PROBLEM: Print the lines below exactly, beginning with the one that contains "let (non_blocking, guard)" and stopping after the last line.

Dataset entries:

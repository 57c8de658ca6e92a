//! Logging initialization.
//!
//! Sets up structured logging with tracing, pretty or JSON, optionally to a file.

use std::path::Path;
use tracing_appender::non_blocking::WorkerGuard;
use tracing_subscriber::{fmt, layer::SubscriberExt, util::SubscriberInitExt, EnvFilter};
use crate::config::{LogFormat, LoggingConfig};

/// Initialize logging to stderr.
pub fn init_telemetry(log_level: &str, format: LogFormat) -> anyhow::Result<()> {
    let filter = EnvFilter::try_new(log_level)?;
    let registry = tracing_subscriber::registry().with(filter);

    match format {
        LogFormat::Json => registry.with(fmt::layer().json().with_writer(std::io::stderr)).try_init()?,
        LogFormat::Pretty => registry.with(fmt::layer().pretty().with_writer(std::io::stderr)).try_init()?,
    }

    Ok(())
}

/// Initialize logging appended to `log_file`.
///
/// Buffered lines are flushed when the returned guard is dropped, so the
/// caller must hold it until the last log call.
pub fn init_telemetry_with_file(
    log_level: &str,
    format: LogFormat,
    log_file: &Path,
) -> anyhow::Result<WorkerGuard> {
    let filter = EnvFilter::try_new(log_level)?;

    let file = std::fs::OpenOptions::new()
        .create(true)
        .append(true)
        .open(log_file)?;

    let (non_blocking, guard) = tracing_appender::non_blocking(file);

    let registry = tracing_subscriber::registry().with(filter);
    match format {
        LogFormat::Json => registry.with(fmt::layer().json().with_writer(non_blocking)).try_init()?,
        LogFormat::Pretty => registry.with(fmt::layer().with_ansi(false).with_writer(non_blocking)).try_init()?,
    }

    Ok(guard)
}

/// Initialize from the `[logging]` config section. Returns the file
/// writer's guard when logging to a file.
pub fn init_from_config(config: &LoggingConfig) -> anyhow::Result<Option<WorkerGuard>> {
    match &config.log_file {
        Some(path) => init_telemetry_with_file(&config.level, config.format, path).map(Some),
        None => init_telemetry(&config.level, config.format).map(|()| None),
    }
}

ANSWER:
    let (non_blocking, guard) = tracing_appender::non_blocking(file);

    let registry = tracing_subscriber::registry().with(filter);
    match format {
        LogFormat::Json => registry.with(fmt::layer().json().with_writer(non_blocking)).try_init()?,
        LogFormat::Pretty => registry.with(fmt::layer().with_ansi(false).with_writer(non_blocking)).try_init()?,
    }

    Ok(guard)
}

/// Initialize from the `[logging]` config section. Returns the file
/// writer's guard when logging to a file.
pub fn init_from_config(config: &LoggingConfig) -> anyhow::Result<Option<WorkerGuard>> {
    match &config.log_file {
        Some(path) => init_telemetry_with_file(&config.level, config.format, path).map(Some),
        None => init_telemetry(&config.level, config.format).map(|()| None),
    }
}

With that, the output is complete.